Graham Thorpe suggests that Michael Vaughan retire from one-day internationals and England make Kevin Pietersen their captain for the limited overs version of the game.
Enough has been said about Vaughan’s performance (or lack of it) in the 2007 World Cup. His performance in one-day internationals overall hasn’t been glorious either. An average of a mere 27.15 over an 86-game career without a single century to his name speaks for itself. So may be he should do a Steve Harmison vis-à-vis the one-day game.
But should Kevin Pietersen be the captain? Will it be too early? (Memories of a certain Ian Botham come to mind.) Will the responsibilities of captaincy curb Pietersen’s free spirit? If Andrew Flintoff were to come back to full fitness, would he be a better candidate for captaincy? However, inasmuch as Pietersen (apart from Flintoff, when he is not on the surgery table) is the only automatic selection into the England one-day squad, may be his name should at least be discussed.

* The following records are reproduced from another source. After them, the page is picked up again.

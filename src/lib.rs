//! Googleマップ検索結果スクレイパー
//!
//! - 検索フィードを末尾までスクロール
//! - 各エントリを収集し、詳細ページを開いて項目を補完
//! - `result/<クエリ>.csv` に出力
//!
//! # 使用例
//!
//! ```rust,ignore
//! use maps_extractor::{ExtractionService, ExtractorConfig, SearchRequest};
//! use tower::Service;
//!
//! #[tokio::main]
//! async fn main() {
//!     let config = ExtractorConfig::from_env().with_headless(false);
//!     let mut service = ExtractionService::new(config);
//!
//!     let report = service
//!         .call(SearchRequest::new("coffee shops jakarta"))
//!         .await
//!         .unwrap();
//!     println!("CSV: {:?} ({} records)", report.csv_path, report.result.records.len());
//! }
//! ```
//!
//! # ブラウザを差し替える
//!
//! ```rust,ignore
//! use maps_extractor::{ChromeSession, ExtractorConfig, Pipeline, SearchQuery};
//! use tokio_util::sync::CancellationToken;
//!
//! let config = ExtractorConfig::default();
//! let session = ChromeSession::launch(&config).await?;
//! let query = SearchQuery::new("bakery bandung")?;
//! let report = Pipeline::new(config.clone())
//!     .run(&session, &query, &CancellationToken::new())
//!     .await;
//! session.shutdown(config.browser_close_grace).await;
//! ```

pub mod browser;
pub mod config;
pub mod enrich;
pub mod error;
pub mod extract;
pub mod feed;
pub mod harvest;
pub mod output;
pub mod pipeline;
pub mod service;
pub mod traits;
pub mod types;

#[cfg(test)]
mod mock;

// 主要な型をリエクスポート
pub use browser::ChromeSession;
pub use config::ExtractorConfig;
pub use error::ExtractionError;
pub use pipeline::Pipeline;
pub use service::{ExtractionService, SearchRequest};
pub use traits::BrowserDriver;
pub use types::{
    BusinessRecord, EnrichmentFailure, ExtractionReport, ExtractionResult, FailureKind,
    ListingCandidate, SearchQuery,
};
use std::fmt;

use base64::engine::general_purpose::STANDARD as BASE64;
use base64::Engine as _;
use serde::{Deserialize, Serialize};

use crate::error::ChatError;

const MIN_IMAGE_COUNT: u8 = 1;
const MAX_IMAGE_COUNT: u8 = 10;

/// Square pixel dimensions accepted by the image endpoint.
#[derive(Debug, Clone, Copy, PartialEq, Eq, Serialize, Deserialize, Default)]
pub enum ImageSize {
    #[serde(rename = "256x256")]
    Small,
    #[default]
    #[serde(rename = "512x512")]
    Medium,
    #[serde(rename = "1024x1024")]
    Large,
}

impl ImageSize {
    /// The wire name of this size.
    pub fn as_str(&self) -> &'static str {
        match self {
            ImageSize::Small => "256x256",
            ImageSize::Medium => "512x512",
            ImageSize::Large => "1024x1024",
        }
    }
}

impl fmt::Display for ImageSize {
    fn fmt(&self, f: &mut fmt::Formatter<'_>) -> fmt::Result {
        write!(f, "{}", self.as_str())
    }
}

impl std::str::FromStr for ImageSize {
    type Err = ChatError;

    fn from_str(s: &str) -> Result<Self, Self::Err> {
        match s {
            "256x256" => Ok(ImageSize::Small),
            "512x512" => Ok(ImageSize::Medium),
            "1024x1024" => Ok(ImageSize::Large),
            _ => Err(ChatError::InvalidRequest(format!(
                "Unknown image size: {s}"
            ))),
        }
    }
}

/// Requested encoding of generated images.
#[derive(Debug, Clone, Copy, PartialEq, Eq, Serialize, Deserialize, Default)]
pub enum ImageFormat {
    /// Hosted URL, fetched separately by the caller
    #[default]
    #[serde(rename = "url")]
    Url,
    /// Base64 payload inlined in the response
    #[serde(rename = "b64_json")]
    B64Json,
}

impl ImageFormat {
    /// The wire name of this format.
    pub fn as_str(&self) -> &'static str {
        match self {
            ImageFormat::Url => "url",
            ImageFormat::B64Json => "b64_json",
        }
    }
}

impl fmt::Display for ImageFormat {
    fn fmt(&self, f: &mut fmt::Formatter<'_>) -> fmt::Result {
        write!(f, "{}", self.as_str())
    }
}

impl std::str::FromStr for ImageFormat {
    type Err = ChatError;

    fn from_str(s: &str) -> Result<Self, Self::Err> {
        match s {
            "url" => Ok(ImageFormat::Url),
            "b64_json" => Ok(ImageFormat::B64Json),
            _ => Err(ChatError::InvalidRequest(format!(
                "Unknown image format: {s}"
            ))),
        }
    }
}

/// An immutable image-generation request.
#[derive(Debug, Clone, Serialize, Deserialize)]
pub struct ImagePrompt {
    prompt: String,
    count: u8,
    size: ImageSize,
    format: ImageFormat,
}

impl ImagePrompt {
    /// Create a request for a single image with default size and format.
    pub fn new(prompt: impl Into<String>) -> Self {
        Self {
            prompt: prompt.into(),
            count: MIN_IMAGE_COUNT,
            size: ImageSize::default(),
            format: ImageFormat::default(),
        }
    }

    /// Create a request with explicit parameters.
    ///
    /// The count is clamped to the range the endpoint accepts.
    pub fn with_params(
        prompt: impl Into<String>,
        count: u8,
        size: ImageSize,
        format: ImageFormat,
    ) -> Self {
        Self {
            prompt: prompt.into(),
            count: normalize_count(count),
            size,
            format,
        }
    }

    pub fn prompt(&self) -> &str {
        &self.prompt
    }

    pub fn count(&self) -> u8 {
        self.count
    }

    pub fn size(&self) -> ImageSize {
        self.size
    }

    pub fn format(&self) -> ImageFormat {
        self.format
    }
}

fn normalize_count(count: u8) -> u8 {
    let clamped = count.clamp(MIN_IMAGE_COUNT, MAX_IMAGE_COUNT);
    if clamped != count {
        log::warn!("Image count {count} out of range, using {clamped}");
    }
    clamped
}

/// A generated image delivered by the transport.
#[derive(Debug, Clone, PartialEq, Eq, Serialize, Deserialize)]
pub enum GeneratedImage {
    /// Reference to a hosted image
    Url(String),
    /// Decoded inline image bytes
    Inline(Vec<u8>),
}

impl GeneratedImage {
    /// A renderable reference to the image: the hosted URL, or a PNG data
    /// URL for inline payloads.
    pub fn to_reference(&self) -> String {
        match self {
            GeneratedImage::Url(url) => url.clone(),
            GeneratedImage::Inline(bytes) => {
                format!("data:image/png;base64,{}", BASE64.encode(bytes))
            }
        }
    }
}

#[cfg(test)]
mod tests {
    use rstest::rstest;

    use super::*;

    #[rstest]
    #[case("256x256", ImageSize::Small)]
    #[case("512x512", ImageSize::Medium)]
    #[case("1024x1024", ImageSize::Large)]
    fn parses_known_sizes(#[case] input: &str, #[case] expected: ImageSize) {
        assert_eq!(input.parse::<ImageSize>().unwrap(), expected);
        assert_eq!(expected.as_str(), input);
    }

    #[rstest]
    #[case("url", ImageFormat::Url)]
    #[case("b64_json", ImageFormat::B64Json)]
    fn parses_known_formats(#[case] input: &str, #[case] expected: ImageFormat) {
        assert_eq!(input.parse::<ImageFormat>().unwrap(), expected);
    }

    #[test]
    fn rejects_unknown_size() {
        assert!("640x480".parse::<ImageSize>().is_err());
    }

    #[test]
    fn count_is_clamped() {
        assert_eq!(ImagePrompt::with_params("a cat", 0, ImageSize::Small, ImageFormat::Url).count(), 1);
        assert_eq!(ImagePrompt::with_params("a cat", 42, ImageSize::Small, ImageFormat::Url).count(), 10);
        assert_eq!(ImagePrompt::with_params("a cat", 3, ImageSize::Small, ImageFormat::Url).count(), 3);
    }

    #[test]
    fn inline_reference_is_a_data_url() {
        let image = GeneratedImage::Inline(b"hi".to_vec());
        assert_eq!(image.to_reference(), "data:image/png;base64,aGk=");
    }
}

But captaincy is not the core of England’s concerns when it comes to the one-day game. Their bigger problem is that they just don’t seem to have grasped the gestalt of the game, notwithstanding the plethora of one-day games that are played as part of the county season. The so-called one-day specialists are too one-dimensional (Who was that opener who hit one swept six off the fast bowlers per game and nothing much else?) and journeyman-like; the test specialists are too rigid in adapting to the limited overs game (Vaughan himself and Ian Bell come to mind; Graham Thorpe in the past was not dissimilar either, with due respect). But its not about the players; the England management seems to be lost in terms of one-day strategies, team selections, and the like.
May be what England really need is a coach specifically for the one-day game. A coach who understands the one-day game. A coach who will build a one-day team for a few seasons and not tournament by tournament. A coach who will fill the team with the optimal mix of solid players and floaters. A coach who will get the team to take the one-day game seriously. And a coach who is not an Englishman.
It’s a challenge that can daunt a John Buchanan. And tempt him too. Imagine he takes up the gauntlet. And gets England to lift the big cup in 2011 (with a finals victory over Australia)? Won’t he go down the annals of cricketing history as the greatest coach ever?